The roots of this ideology, often labeled corporatism (a word derived from a vision of society as a single body), can be found in a line of primarily Catholic thought that evolved from reactionary beginnings but by the end of the 19th century included a firm commitment to ‘social justice’. That these ideas should lead to fascism was not inevitable. Corporatism also influenced the establishment of post-war West Germany’s social-market economy, a democratic success story if ever there was one.

The Nazis may have linked, in their rhetoric and in some measures, elements of their Volksgemeinschaft to corporatism, but it’s no surprise that Mussolini, the leader of a strongly Catholic country, did more to institutionalize corporatism than the Führer to his north, despite there being more than a touch of Potemkin about Italy’s corporatist structures. Thus employers and workers participated in ‘syndicates’ organized on an industry basis, and the Italian legislature’s lower chamber was eventually rearranged on nominally corporatist lines. At around the same time, corporatism became, to varying degrees, the political creed of other equally (if less bluntly fascist) Catholic states, including Portugal, Spain, Austria and Argentina.

These countries may have failed to measure up to corporatist ideals in practice, but that does not detract from corporatism’s potential as an instrument of social, economic and political control. To take one instance, Silvio Longhi, one of fascist Italy’s senior lawyers, explained that under corporatism, ‘the state recognizes and safeguards individual property rights so long as they are not being exercised in a way which contravenes the prevailing collective interest’; a less than reassuring reassurance.

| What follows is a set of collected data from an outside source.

//! Training metrics and evaluation

use serde::{Deserialize, Serialize};
use std::fmt;

use crate::data::dataset::TargetNormalization;

/// Metrics accumulated during one training/validation epoch
#[derive(Debug, Clone, Default)]
pub struct Metrics {
    /// Sum of batch losses (MSE in normalized space)
    pub total_loss: f64,
    /// Sum of absolute errors (in normalized space)
    pub abs_error_sum: f64,
    /// Total predictions
    pub total_predictions: usize,
    /// Number of batches accumulated
    pub batch_count: usize,
    /// Target normalization for converting errors back to points
    pub target_norm: TargetNormalization,
}

impl Metrics {
    /// Create with specific normalization params
    pub fn with_normalization(target_norm: TargetNormalization) -> Self {
        Metrics {
            target_norm,
            ..Self::default()
        }
    }

    /// Update metrics with a batch result
    pub fn update(&mut self, loss: f32, abs_error_sum: f32, batch_size: usize) {
        self.total_loss += loss as f64;
        self.abs_error_sum += abs_error_sum as f64;
        self.total_predictions += batch_size;
        self.batch_count += 1;
    }

    /// Get average loss
    pub fn avg_loss(&self) -> f64 {
        if self.batch_count == 0 {
            0.0
        } else {
            self.total_loss / self.batch_count as f64
        }
    }

    /// Mean absolute error in points
    pub fn mae(&self) -> f64 {
        if self.total_predictions == 0 {
            0.0
        } else {
            (self.abs_error_sum / self.total_predictions as f64) * self.target_norm.std as f64
        }
    }
}

impl fmt::Display for Metrics {
    fn fmt(&self, f: &mut fmt::Formatter<'_>) -> fmt::Result {
        write!(f, "Loss: {:.4} | MAE: {:.2} pts", self.avg_loss(), self.mae())
    }
}

/// Held-out regression quality, in points
#[derive(Debug, Clone, Copy, PartialEq, Serialize, Deserialize)]
pub struct RegressionMetrics {
    pub mae: f64,
    pub rmse: f64,
    pub r2: f64,
    pub count: usize,
}

impl RegressionMetrics {
    /// Compare predictions to targets (both in points)
    pub fn from_predictions(predictions: &[f32], targets: &[f32]) -> Self {
        let n = predictions.len().min(targets.len());
        if n == 0 {
            return RegressionMetrics {
                mae: 0.0,
                rmse: 0.0,
                r2: 0.0,
                count: 0,
            };
        }

        let pairs = || {
            predictions
                .iter()
                .zip(targets.iter())
                .map(|(&p, &t)| (p as f64, t as f64))
        };

        let abs_sum: f64 = pairs().map(|(p, t)| (p - t).abs()).sum();
        let ss_res: f64 = pairs().map(|(p, t)| (p - t).powi(2)).sum();
        let target_mean = pairs().map(|(_, t)| t).sum::<f64>() / n as f64;
        let ss_tot: f64 = pairs().map(|(_, t)| (t - target_mean).powi(2)).sum();

        // Constant targets: perfect fit scores 1, anything else 0
        let r2 = if ss_tot == 0.0 {
            if ss_res == 0.0 {
                1.0
            } else {
                0.0
            }
        } else {
            1.0 - ss_res / ss_tot
        };

        RegressionMetrics {
            mae: abs_sum / n as f64,
            rmse: (ss_res / n as f64).sqrt(),
            r2,
            count: n,
        }
    }
}

impl fmt::Display for RegressionMetrics {
    fn fmt(&self, f: &mut fmt::Formatter<'_>) -> fmt::Result {
        write!(
            f,
            "MAE: {:.2} | RMSE: {:.2} | R²: {:.2} (n={})",
            self.mae, self.rmse, self.r2, self.count
        )
    }
}

/// Training history for tracking progress
#[derive(Debug, Clone, Default)]
pub struct TrainingHistory {
    pub train_losses: Vec<f64>,
    pub val_losses: Vec<f64>,
    pub train_maes: Vec<f64>,
    pub val_maes: Vec<f64>,
    pub best_val_loss: f64,
    pub best_epoch: usize,
}

impl TrainingHistory {
    pub fn new() -> Self {
        Self {
            best_val_loss: f64::INFINITY,
            ..Default::default()
        }
    }

    /// Record metrics for an epoch; returns true when this epoch is the new best
    pub fn record_epoch(&mut self, epoch: usize, train: &Metrics, val: &Metrics) -> bool {
        self.train_losses.push(train.avg_loss());
        self.val_losses.push(val.avg_loss());
        self.train_maes.push(train.mae());
        self.val_maes.push(val.mae());

        if val.avg_loss() < self.best_val_loss {
            self.best_val_loss = val.avg_loss();
            self.best_epoch = epoch;
            true
        } else {
            false
        }
    }

    /// Check if we should early stop
    pub fn should_early_stop(&self, patience: usize) -> bool {
        if patience == 0 || self.val_losses.len() < patience {
            return false;
        }
        let current_epoch = self.val_losses.len() - 1;
        current_epoch - self.best_epoch >= patience
    }

    pub fn epochs_run(&self) -> usize {
        self.val_losses.len()
    }
}

#[cfg(test)]
mod tests {
    use super::*;

    #[test]
    fn test_regression_metrics_hand_computed() {
        let preds = [10.0, 20.0, 30.0, 40.0];
        let targets = [12.0, 18.0, 30.0, 44.0];
        let m = RegressionMetrics::from_predictions(&preds, &targets);

        // errors: -2, 2, 0, -4
        assert!((m.mae - 2.0).abs() < 1e-9);
        assert!((m.rmse - 6.0f64.sqrt()).abs() < 1e-9);
        // target mean 26, ss_tot = 196 + 64 + 16 + 324 = 600, ss_res = 24
        assert!((m.r2 - (1.0 - 24.0 / 600.0)).abs() < 1e-9);
        assert_eq!(m.count, 4);
    }

    #[test]
    fn test_regression_metrics_constant_targets() {
        let perfect = RegressionMetrics::from_predictions(&[5.0, 5.0], &[5.0, 5.0]);
        assert_eq!(perfect.r2, 1.0);
        let off = RegressionMetrics::from_predictions(&[4.0, 6.0], &[5.0, 5.0]);
        assert_eq!(off.r2, 0.0);
        assert_eq!(RegressionMetrics::from_predictions(&[], &[]).count, 0);
    }

    #[test]
    fn test_epoch_metrics_scale_to_points() {
        let mut m = Metrics::with_normalization(TargetNormalization {
            mean: 20.0,
            std: 5.0,
        });
        m.update(0.5, 2.0, 4);
        m.update(0.3, 1.0, 2);
        assert!((m.avg_loss() - 0.4).abs() < 1e-6);
        // 3.0 / 6 * 5.0
        assert!((m.mae() - 2.5).abs() < 1e-6);
    }

    #[test]
    fn test_early_stopping() {
        let mut history = TrainingHistory::new();
        let mut improving = Metrics::default();
        improving.update(1.0, 0.0, 1);
        assert!(history.record_epoch(0, &improving, &improving));

        let mut worse = Metrics::default();
        worse.update(2.0, 0.0, 1);
        for epoch in 1..=3 {
            assert!(!history.record_epoch(epoch, &worse, &worse));
        }
        assert_eq!(history.best_epoch, 0);
        assert!(history.should_early_stop(3));
        assert!(!history.should_early_stop(4));
        assert!(!history.should_early_stop(0));
    }
}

Fast forward to 2019 and a statement by the Business Roundtable (which has now been signed by over 200 of America’s leading CEOs) purporting to ‘redefine the purpose of a corporation’. The longstanding principle that corporate executives’ primary obligation is to their shareholders has been ‘modernized’: companies are now to be run for the benefit of ‘stakeholders’, more specifically, customers, employees, suppliers, ‘the communities in which we work’ and, oh yes, shareholders.

If this statement were a one-off, it could be regarded as a piece of largely meaningless PR put out by businesspeople alarmed by the extent of American disenchantment with the existing economic order. Unfortunately, it is not. C-suite after C-suite is abandoning shareholder primacy (a concept denounced by Joe Biden as ‘a farce’) in favor of ‘stakeholder capitalism’. Stripped of euphemism, that means overriding shareholder property rights based on what Silvio Longhi would have described as ‘the prevailing collective interest’.